Governo quer integrar os faróis nos circuitos do turismo cultural

03-04-2024 14:12

Cidade da Praia, 03 Abr (Inforpress) – O Governo quer integrar os faróis nos circuitos do turismo cultural dos municípios onde se encontram, de modo a valorizá-los e conservá-los enquanto património histórico nacional de segurança marítima, mas também como centros interpretativos de apoio ao turismo.

A informação foi avançada hoje, pelo ministro da Cultura e das Indústrias Criativas, no acto de lançamento do Projecto de Valorização dos Faróis Históricos de Cabo Verde, que decorreu no Farol Maria Pia, na Prainha, cidade da Praia.

Orçado em 70 mil contos, o projecto conta com o financiamento da Cooperação Espanhola, através da Agência Espanhola de Cooperação e Desenvolvimento (AECID) em 63 mil contos e 7 mil contos do Governo, terá a duração de três anos e está alinhado com a estratégia do Governo no que concerne à valorização do património histórico e cultural nacional e sua integração no contexto turístico.

Segundo Abraão Vicente, o projecto contempla ainda a parceria técnica que engloba oito faróis do país, tendo destacado o resgate do Farol de Mouro Negro na Boa Vista pelo seu papel “histórico” que desempenhou e o Farol Dona Maria Pia (Praia), por ser uma estrutura emblemática.

“O nosso objectivo não é só recuperar as estruturas físicas, mas instalar centros interpretativos, pequenos museus e dar também às cidades, aos sítios onde estão localizados, a oportunidade de ter serviços de apoio ao turismo, nomeadamente centros informativos, restauração”, precisou.

A ideia, segundo o governante, é devolver às cidades e aos municípios onde se encontram os faróis de referência, o património não só reabilitado, mas também com novas utilidades urbanas e contemporâneas a esses instrumentos.

Entretanto, lembrou que os faróis continuarão a ser um instrumento fundamental para garantir a segurança de navegação, mas também para garantir o próprio legado histórico patrimonial da instituição.

Adiantou que nesta primeira fase foram seleccionados os faróis que têm características históricas, patrimoniais, de memória, que desempenharam um papel histórico antes da independência e durante toda a formação de Cabo Verde.

Na ocasião, Abraão Vicente deixou um alerta às gestões municipais, neste caso a da cidade da Praia, onde está localizado o farol Dona Maria Pia, no sentido de que nem tudo, e nem todos os espaços nas cidades e nos municípios devem ser ocupados e ocultados por novas construções, realçando que é preciso preservar para dar um espaço para que esses patrimónios respirem.

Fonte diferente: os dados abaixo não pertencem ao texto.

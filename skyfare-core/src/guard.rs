//! Access control for protected views.
//!
//! [`AuthGuard`] sits in front of a view and decides, on every render, whether
//! to show a loading placeholder, send the visitor to the sign-in page, or
//! render the view for the signed-in identity.

use serde::Deserialize;

use crate::identity::Identity;
use crate::navigation::{Navigator, SIGN_IN_PATH};
use crate::session::{Session, SessionProvider};

/// Where a guarded view stands relative to the session.
#[derive(Debug, Clone, PartialEq, Eq)]
pub enum GuardState {
    /// The session is still resolving.
    Checking,
    /// Resolution finished with no identity.
    Unauthorized,
    /// Resolution finished with an identity.
    Authorized(Identity),
}

impl GuardState {
    /// Level-triggered classification of a session snapshot.
    pub fn from_session(session: &Session) -> Self {
        if session.loading {
            return GuardState::Checking;
        }
        Self::from_user(session.user.as_ref())
    }

    fn from_user(user: Option<&Identity>) -> Self {
        match user {
            Some(identity) => GuardState::Authorized(identity.clone()),
            None => GuardState::Unauthorized,
        }
    }
}

/// How the guard treats the session's loading flag.
#[derive(Debug, Clone, Copy, Default, PartialEq, Eq, Deserialize)]
#[serde(rename_all = "snake_case")]
pub enum GuardMode {
    /// Recompute the state from the session on every render. A session that
    /// goes back to loading puts the guard back into `Checking`.
    #[default]
    Level,
    /// Single-shot gate. The first render always shows the placeholder; the
    /// gate opens on the first render that sees `loading == false` and never
    /// closes again, so later loading phases are ignored.
    Latched,
}

/// What a render produced.
#[derive(Debug, Clone, PartialEq, Eq)]
pub enum GuardView<V> {
    Loading,
    Redirect(&'static str),
    Content(V),
}

impl<V> GuardView<V> {
    pub fn is_loading(&self) -> bool {
        matches!(self, GuardView::Loading)
    }

    pub fn content(self) -> Option<V> {
        match self {
            GuardView::Content(v) => Some(v),
            _ => None,
        }
    }
}

/// Gate in front of a protected view.
///
/// The session and the navigator are injected so the guard can be driven
/// from an HTTP middleware, a test, or any other host. The guard keeps just
/// enough local state to issue the sign-in redirect once per entry into
/// [`GuardState::Unauthorized`].
pub struct AuthGuard<P, N> {
    provider: P,
    navigator: N,
    mode: GuardMode,
    state: GuardState,
    latch_closed: bool,
}

impl<P: SessionProvider, N: Navigator> AuthGuard<P, N> {
    pub fn new(provider: P, navigator: N, mode: GuardMode) -> Self {
        Self {
            provider,
            navigator,
            mode,
            state: GuardState::Checking,
            latch_closed: true,
        }
    }

    /// Runs one render pass.
    ///
    /// `child` is only invoked when the guard is authorized. In
    /// [`GuardMode::Latched`] the host is expected to render again after a
    /// pass that opened the latch, the same way a state change would
    /// trigger a re-render.
    pub fn render<V, F>(&mut self, child: F) -> GuardView<V>
    where
        F: FnOnce(&Identity) -> V,
    {
        let session = self.provider.current();
        let next = self.next_state(&session);

        let view = match &next {
            GuardState::Checking => GuardView::Loading,
            GuardState::Unauthorized => {
                if self.state != GuardState::Unauthorized {
                    tracing::info!(target_path = SIGN_IN_PATH, "No identity on session, redirecting");
                    self.navigator.replace(SIGN_IN_PATH);
                }
                GuardView::Redirect(SIGN_IN_PATH)
            }
            GuardState::Authorized(identity) => GuardView::Content(child(identity)),
        };

        if next != self.state {
            tracing::debug!(from = ?self.state, to = ?next, "Guard state changed");
        }
        self.state = next;
        view
    }

    fn next_state(&mut self, session: &Session) -> GuardState {
        match self.mode {
            GuardMode::Level => GuardState::from_session(session),
            GuardMode::Latched => {
                if self.latch_closed {
                    if !session.loading {
                        self.latch_closed = false;
                    }
                    GuardState::Checking
                } else {
                    GuardState::from_user(session.user.as_ref())
                }
            }
        }
    }

    pub fn state(&self) -> &GuardState {
        &self.state
    }

    pub fn navigator(&self) -> &N {
        &self.navigator
    }

    pub fn into_navigator(self) -> N {
        self.navigator
    }
}

#[cfg(test)]
mod tests {
    use super::*;
    use crate::identity::Role;
    use crate::navigation::HistoryNavigator;
    use crate::session::SessionHandle;

    fn guard(handle: &SessionHandle, mode: GuardMode) -> AuthGuard<SessionHandle, HistoryNavigator> {
        AuthGuard::new(handle.clone(), HistoryNavigator::new(), mode)
    }

    fn traveller() -> Identity {
        Identity::new("user-1", Role::Customer)
    }

    #[test]
    fn test_loading_then_anonymous_redirects_once() {
        for mode in [GuardMode::Level, GuardMode::Latched] {
            let handle = SessionHandle::new();
            let mut guard = guard(&handle, mode);
            let mut rendered_children = 0;

            assert!(guard.render(|_| rendered_children += 1).is_loading());

            handle.resolve(None);
            for _ in 0..4 {
                let view = guard.render(|_| rendered_children += 1);
                assert!(matches!(view, GuardView::Loading | GuardView::Redirect("/sign-in")));
            }

            assert_eq!(guard.state(), &GuardState::Unauthorized);
            assert_eq!(guard.navigator().redirects().collect::<Vec<_>>(), vec!["/sign-in"]);
            assert_eq!(rendered_children, 0, "mode {:?}", mode);
        }
    }

    #[test]
    fn test_loading_then_signed_in_renders_children() {
        for mode in [GuardMode::Level, GuardMode::Latched] {
            let handle = SessionHandle::new();
            let mut guard = guard(&handle, mode);

            assert!(guard.render(|id| id.id.clone()).is_loading());

            handle.resolve(Some(traveller()));
            let mut last = guard.render(|id| id.id.clone());
            if mode == GuardMode::Latched {
                assert!(last.is_loading());
                last = guard.render(|id| id.id.clone());
            }

            assert_eq!(last, GuardView::Content("user-1".to_string()));
            assert_eq!(guard.navigator().entries().len(), 0);
        }
    }

    #[test]
    fn test_rerender_with_same_state_is_idempotent() {
        let session = Session::anonymous();
        let mut guard = AuthGuard::new(&session, HistoryNavigator::new(), GuardMode::Level);

        for _ in 0..5 {
            assert_eq!(guard.render(|_| ()), GuardView::Redirect("/sign-in"));
        }
        assert_eq!(guard.navigator().redirects().count(), 1);
    }

    #[test]
    fn test_latched_shows_placeholder_before_first_redirect() {
        // Session already resolved to anonymous before the first render.
        let session = Session::anonymous();
        let mut guard = AuthGuard::new(&session, HistoryNavigator::new(), GuardMode::Latched);

        assert_eq!(guard.render(|_| ()), GuardView::Loading);
        assert_eq!(guard.navigator().entries().len(), 0);

        assert_eq!(guard.render(|_| ()), GuardView::Redirect("/sign-in"));
        assert_eq!(guard.navigator().redirects().count(), 1);
    }

    #[test]
    fn test_level_skips_placeholder_when_already_resolved() {
        let session = Session::signed_in(traveller());
        let mut guard = AuthGuard::new(&session, HistoryNavigator::new(), GuardMode::Level);

        assert_eq!(guard.render(|id| id.role), GuardView::Content(Role::Customer));
    }

    #[test]
    fn test_latched_ignores_later_loading() {
        let handle = SessionHandle::with_state(Session::signed_in(traveller()));
        let mut guard = guard(&handle, GuardMode::Latched);

        guard.render(|_| ());
        assert!(guard.render(|_| ()).content().is_some());

        handle.begin_loading();
        assert!(guard.render(|_| ()).content().is_some());
        assert!(matches!(guard.state(), GuardState::Authorized(_)));
    }

    #[test]
    fn test_level_reenters_checking_on_reload() {
        let handle = SessionHandle::with_state(Session::signed_in(traveller()));
        let mut guard = guard(&handle, GuardMode::Level);

        assert!(guard.render(|_| ()).content().is_some());

        handle.begin_loading();
        assert!(guard.render(|_| ()).is_loading());
        assert_eq!(guard.state(), &GuardState::Checking);
    }

    #[test]
    fn test_level_redirects_again_after_new_sign_out() {
        let handle = SessionHandle::new();
        let mut guard = guard(&handle, GuardMode::Level);

        handle.resolve(None);
        guard.render(|_| ());
        handle.resolve(Some(traveller()));
        guard.render(|_| ());
        handle.resolve(None);
        guard.render(|_| ());
        guard.render(|_| ());

        assert_eq!(guard.navigator().redirects().count(), 2);
    }

    #[test]
    fn test_session_never_resolving_keeps_placeholder() {
        let handle = SessionHandle::new();
        let mut guard = guard(&handle, GuardMode::Level);

        for _ in 0..10 {
            assert!(guard.render(|_| ()).is_loading());
        }
        assert!(guard.navigator().entries().is_empty());
    }

    #[test]
    fn test_guard_mode_from_config_value() {
        let mode: GuardMode = serde_json::from_str("\"latched\"").unwrap();
        assert_eq!(mode, GuardMode::Latched);
        assert_eq!(GuardMode::default(), GuardMode::Level);
    }
}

“É preciso, cada vez mais, que nós, como Estado, tenhamos também a decência moral de afastar novas construções dos centros patrimoniais, e aqui volto ao caso do Campo de Concentração do Tarrafal, que está na lista dos itens a classificar para património da humanidade, que a Unesco recomenda um cinturão de segurança, onde não se deve construir, onde não se deve ter novos monumentos”, sublinhou.

O ministro apontou também o caso da Cidade Velha, classificada como Património Mundial da Humanidade onde, ao longo desses anos, os vários mandatos municipais e também do Governo não conseguiram evitar que os patrimónios sejam completamente absorvidos por construções não só modernas, mas de pouco valor estético e patrimonial, que não valorizam esses patrimónios.

“Ao reabilitarmos esse património, nós esperamos que a municipalidade, não só esta, mas as outras também, criem um cinturão à volta com espaço público, não só para estacionamento, mas com praças, com espaços onde os cidadãos podem, de facto, se aproximar desse património histórico”, concluiu.

O projecto resulta do protocolo assinado pelo MCIC, através do IPC e o Ministério do Mar, através do Instituto Marítimo Portuário e nesta primeira fase irá beneficiar oito faróis, nomeadamente Dona Maria Pia (Praia), Farol de Ponta Preta (Tarrafal), Farol do Leste (São Domingos, ilha de Santiago), Fontes Pereira de Melo (Farol do Boi, Santo Antão), Farol Don Luís I e Farol Dona Amélia (São Vicente), Farol Morro Negro (Boa Vista) e Farol São José no Maio.

O acto contou também com a presença da embaixadora do Reino de Espanha em Cabo Verde, Ana Paredes.